Jean-Luc-Baldés
2017
Cahors, Francia
Basado en los personajes del cuento de Charles Perrault, 1697.
Ilustración de Gustave Doré, 1867

Los caballeros del Rey habían dejado en la alquería una de sus botellas de vino por descuido. Eran las botellas que compartían cuando hacían alguna parada para supervisar los corrales reales. La princesa, ansiosa de llevar algo para animar sus domingos, tomó la botella y la escondió bajo su piel de asno.
El pellejo que la joven llevaba puesto la mostraba como una horrenda mujer y era lo que la había ayudado a salir huyendo de su reino, gracias a su Hada Madrina. Esa fealdad fue la que hizo que los jinetes no sospecharan de ella cuando regresaron a interrogar a todos los criados sobre su faltante.
El siguiente domingo, como todos los domingos, la princesa no vestía la piel de asno y se mostraba con todo el esplendor de su belleza, insuperable e incomparable. Decidió que, como ese día tenía vino para acompañar sus alimentos, se pondría su mejor vestido: el que brillaba más que el sol. La princesa leyó en la etiqueta Malbec du Clos de la bodega Jean-Luc-Baldés de Cahors, Francia año 2017. Si bien no era el tipo de vinos franceses que solían beberse en el lejano castillo de su poderoso padre, estaba segura de esa agradable opción, para la ocasión.

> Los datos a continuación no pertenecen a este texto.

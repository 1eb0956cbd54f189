// ── Location-changed predicate ──

use indexmap::IndexMap;

use crate::action::Action;
use crate::error::PatternError;
use crate::pattern::{MatchOptions, PathPattern};

/// Recognizes `locationChanged` notifications whose pathname matches a
/// route pattern.
///
/// Namespace-agnostic: a notification from any reroute instance is tested.
/// Combine with [`Action::namespace`] to restrict it to one instance.
#[derive(Debug, Clone)]
pub struct LocationChangedMatcher {
    pattern: PathPattern,
}

impl LocationChangedMatcher {
    /// Compile `pattern` with [`MatchOptions::location_changed`].
    pub fn new(pattern: &str) -> Result<Self, PatternError> {
        Self::with_options(pattern, MatchOptions::location_changed())
    }

    pub fn with_options(pattern: &str, options: MatchOptions) -> Result<Self, PatternError> {
        Ok(Self {
            pattern: PathPattern::compile(pattern, options)?,
        })
    }

    pub fn pattern(&self) -> &PathPattern {
        &self.pattern
    }

    pub fn matches(&self, action: &Action) -> bool {
        action
            .changed_location()
            .is_some_and(|location| self.pattern.is_match(&location.pathname))
    }

    /// Route parameters of a matching notification; `None` when
    /// [`matches`](Self::matches) would be false.
    pub fn params(&self, action: &Action) -> Option<IndexMap<String, String>> {
        let location = action.changed_location()?;
        self.pattern.exec(&location.pathname).map(|m| m.params)
    }

    /// The predicate as a plain closure, e.g. for `Iterator::filter`.
    pub fn predicate(&self) -> impl Fn(&Action) -> bool + '_ {
        move |action| self.matches(action)
    }
}
mod cli;
mod commands;
mod config;
mod error;
mod output;

use clap::Parser;
use tracing_subscriber::EnvFilter;

use crate::cli::{Cli, Command};
use crate::error::CliError;

#[tokio::main]
async fn main() {
    let cli = Cli::parse();

    init_tracing(cli.global.verbose);

    if let Err(err) = run(cli).await {
        let code = err.exit_code();
        eprintln!("{:?}", miette::Report::new(err));
        std::process::exit(code);
    }
}

fn init_tracing(verbosity: u8) {
    let filter = match verbosity {
        0 => "warn",
        1 => "info",
        2 => "debug",
        _ => "trace",
    };

    tracing_subscriber::fmt()
        .with_env_filter(
            EnvFilter::try_from_default_env().unwrap_or_else(|_| EnvFilter::new(filter)),
        )
        .with_writer(std::io::stderr)
        .with_target(false)
        .init();
}

async fn run(cli: Cli) -> Result<(), CliError> {
    match cli.command {
        Command::Completions(args) => {
            use clap::CommandFactory;
            use clap_complete::generate;

            let mut cmd = Cli::command();
            generate(args.shell, &mut cmd, "reroutes", &mut std::io::stdout());
            Ok(())
        }

        cmd => {
            tracing::debug!(command = ?cmd, "dispatching command");
            commands::dispatch(cmd, &cli.global).await
        }
    }
}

Los reflejos que el vestido de la princesa provocaban en el líquido al verterse en la copa, llenaban la habitación de rayos granates. Los aromas frutales de ciruelas e higos, envueltos en pétalos de violetas y lavandas y adornados con chispazos de hojas secas, pimienta rosa y cardamomo produjeron una preciosa sonrisa en el rostro de la joven. No era una fragancia tan elegante como su vestido, pero sin duda era una expresión adecuada de la uva Malbec, que la educada princesa supo valorar.
Al beberlo, los delicados labios de la princesa dejaron fluir al vino con su esperada amabilidad, el justo toque de sutil dulzor. El líquido dejaba una leve salivación y una moderada resequedad que proporcionaban una sensación de redondez en la boca. La joven disfrutaba de dar piruetas en su pequeña habitación, al mismo tiempo que el vino danzaba dentro de su boca. Por pequeños instantes, anhelaba encontrar a un príncipe con quien compartir momentos como ese.
La princesa se alegraba que la bebida no fuese tan compleja. Después de cada sorbo, los mismos aromas que ella inhalaba al acercar su copa a la nariz, volvían a aparecer en su mente, incluso de manera más tímida; esto le permitía concentrarse en preparar una empanada con las verduras que cuidadosamente guardaba para los domingos. Sacó de su pequeño armario el trozo de queso comte y unos granos de pimienta gorda que había guardado para alguna ocasión especial, y no dudó en incorporarlos en su preparación.
Aún en ese ambiente austero, donde los aromas de la empanada horneada a la perfección se fundían con el bouquet del vino sin pretensión alguna, la princesa resplandecía con estilo y elegancia. Cada bocado y cada sorbo la llenaban de un sencillo placer, diferente al placer de llevar su aderezo de diamantes, pero que la rebozaba de vida. Ella sentía que su corazón se tornaba cada vez más virtuoso… y esa modestia se convertiría en su mejor atributo.